Erstere sollten topographisch- geodätische und kartographische Materialien „im einheitlichen Koordinatensystem“ [BArch DO 1 15.0 Nr. 54077] enthalten. Abzusetzen davon sind letztere, also „offene großmaßstäbliche Karten und Pläne“ [Ebenda], für die gleichwohl „die Einhaltung der Sicherheitsbestimmungen“ angemahnt wurde. Weil auch spezifische Bedingungen des jeweiligen Landes zu berücksichtigen waren, wurde allen Geodätischen Diensten empfohlen, „die notwendigen Maßnahmen zu[r] weiteren Regulierung der topographisch-geodätischen Arbeiten auf dem Territorium ihrer Länder zu treffen, und diese Regulierung durch entsprechende Beschlüsse der Regierungsorgane formulieren zu lassen.“
Begründung und Prinzipien der Ausgabe für die Volkswirtschaft durch den Beschluss des Nationalen Verteidigungsrats (NVR) der DDR vom 13.10.1965
Unverzüglich wurden diese Vorgaben umgesetzt. Der NVR beriet zweieinhalb Wochen später „Maßnahmen zur Erhöhung der Sicherheit im Umgang mit geodätischen und kartographischen Materialien“ und beschloss: „II 1. a) Topographische Karten im einheitlichen Koordinatensystem [...] werden nur im Ministerium für Nationale Verteidigung [MfNV], im Ministerium für Staatssicherheit [MfS] und im Ministerium des Innern [...] geführt. [...] 2. Für die Verwendung in der Volkswirtschaft sind topographische Karten als besondere Ausgabe, aus denen die vertraulichen Angaben, wie einheitlicher Blattschnitt, geodätische Netze, trigonometrische Punkte, Qualitäts- und Quantitätsangaben, entfernt sind, zur Verfügung zu stellen.“ [BArch-MilArch, DVW 1 Nr. 39481, abgedruckt bei Unverhau 2003a als Anlage 6] Genaueres über die nichtmilitärischen Karten regelte Abschnitt I: „2. a)

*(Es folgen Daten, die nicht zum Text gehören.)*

//! Headless Trial Runner
//!
//! Plays many random maps in parallel and prints a JSON report.

use clap::Parser;

use wumpus_agent::core::constants::{
    DEFAULT_GRID_SIZE, DEFAULT_MAX_TURNS, DEFAULT_PIT_PROBABILITY, DEFAULT_WUMPUS_COUNT,
};
use wumpus_agent::trial::{run_batch, run_comparison, BatchReport, RandomBatch};

/// Headless Trial Runner - batch statistics over random maps
#[derive(Parser, Debug)]
#[command(name = "trial_runner")]
#[command(about = "Run the agent on many random maps and report statistics")]
struct Args {
    /// Number of maps
    #[arg(long, short = 'n', default_value_t = 100)]
    episodes: u32,

    /// Grid side length
    #[arg(long, default_value_t = DEFAULT_GRID_SIZE)]
    size: u32,

    /// Wumpuses per map
    #[arg(long, default_value_t = DEFAULT_WUMPUS_COUNT)]
    wumpuses: u32,

    /// Per-cell pit probability
    #[arg(long, default_value_t = DEFAULT_PIT_PROBABILITY)]
    pit_probability: f32,

    /// First seed; episode i uses seed + i
    #[arg(long)]
    seed: Option<u64>,

    /// Tell the agent how many pits each map holds
    #[arg(long)]
    disclose_pits: bool,

    /// Wumpuses wander every few actions
    #[arg(long)]
    moving: bool,

    /// Also play a random baseline on the same maps and compare
    #[arg(long)]
    compare: bool,

    /// Maximum turns per episode
    #[arg(long, default_value_t = DEFAULT_MAX_TURNS)]
    max_turns: u32,

    /// Output format: json or text
    #[arg(long, default_value = "json")]
    format: String,
}

fn main() {
    tracing_subscriber::fmt()
        .with_env_filter(
            tracing_subscriber::EnvFilter::try_from_default_env()
                .unwrap_or_else(|_| tracing_subscriber::EnvFilter::new("wumpus_agent=warn")),
        )
        .with_writer(std::io::stderr)
        .init();

    let args = Args::parse();
    let seed = args.seed.unwrap_or_else(rand::random);

    let batch = RandomBatch {
        count: args.episodes,
        size: args.size,
        wumpus_count: args.wumpuses,
        pit_probability: args.pit_probability,
        base_seed: seed,
        disclose_pits: args.disclose_pits,
        moving: args.moving,
        max_turns: args.max_turns,
    };

    let specs = match batch.specs() {
        Ok(specs) => specs,
        Err(e) => {
            eprintln!("Error: {}", e);
            std::process::exit(1);
        }
    };

    let report = if args.compare {
        run_comparison(&specs)
    } else {
        run_batch(&specs)
    };

    match args.format.as_str() {
        "json" => println!("{}", report.to_json()),
        _ => {
            println!("Trial Report");
            println!("============");
            println!("Seed:       {}", seed);
            print_tally("Agent", &report);
            if let Some(baseline) = &report.baseline {
                print_tally("Random baseline", baseline);
            }
            if let Some(h2h) = &report.head_to_head {
                println!();
                println!("Head to head ({} maps)", h2h.compared);
                println!("  Both won:           {}", h2h.both_won);
                println!("  Only agent won:     {}", h2h.only_agent_won);
                println!("  Only baseline won:  {}", h2h.only_baseline_won);
                println!("  Neither won:        {}", h2h.neither_won);
                println!(
                    "  Higher score:       agent {} / baseline {} / same {}",
                    h2h.agent_higher_score, h2h.baseline_higher_score, h2h.same_score
                );
                println!("  Mean difference:    {:+.1}", h2h.mean_score_difference);
            }
        }
    }
}

fn print_tally(label: &str, report: &BatchReport) {
    println!();
    println!("{}", label);
    println!("  Episodes:   {}", report.episodes);
    println!("  Wins:       {}", report.wins);
    println!("  Deaths:     {}", report.deaths);
    println!("  Give-ups:   {}", report.give_ups);
    println!("  Errors:     {}", report.errors);
    println!("  Win rate:   {:.1}%", report.win_rate * 100.0);
    println!("  Mean score: {:.1}", report.mean_score);
    println!("  Elapsed:    {} ms", report.elapsed_ms);
}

Für die Verwendung in der Volkswirtschaft sind örtliche, rechtwinklig-konforme Koordinaten jeweils bezogen auf einen Bezugspunkt mit den Koordinaten H= 50 000,00 m und R= 50 000,00 m für örtlich begrenzte Gebiete (örtliche Systeme) einzuführen. b) [...] Die Gebietsausdehnung der örtlichen Systeme soll in der Regel 80 km² nicht übersteigen.“
Die „dem Ministerium des Innern unterstellten Beauftragten der Staatlichen Geodätischen Kontrolle [legen] die jeweiligen Bezugspunkte fest“. Was das bedeutete, ist in einem späteren Schreiben der VVK an den Militärtopographischen Dienst (MTD) vom Juli 1981 deutlicher formuliert: „Die Berechnung der Koordinaten für Objekte in den topographischen Karten (AS [nichtoriginärer Zusatz Ausgabe Sicherheit oder Staat]) und (AV) erfolgt nach unterschiedlichen Ausgangswerten.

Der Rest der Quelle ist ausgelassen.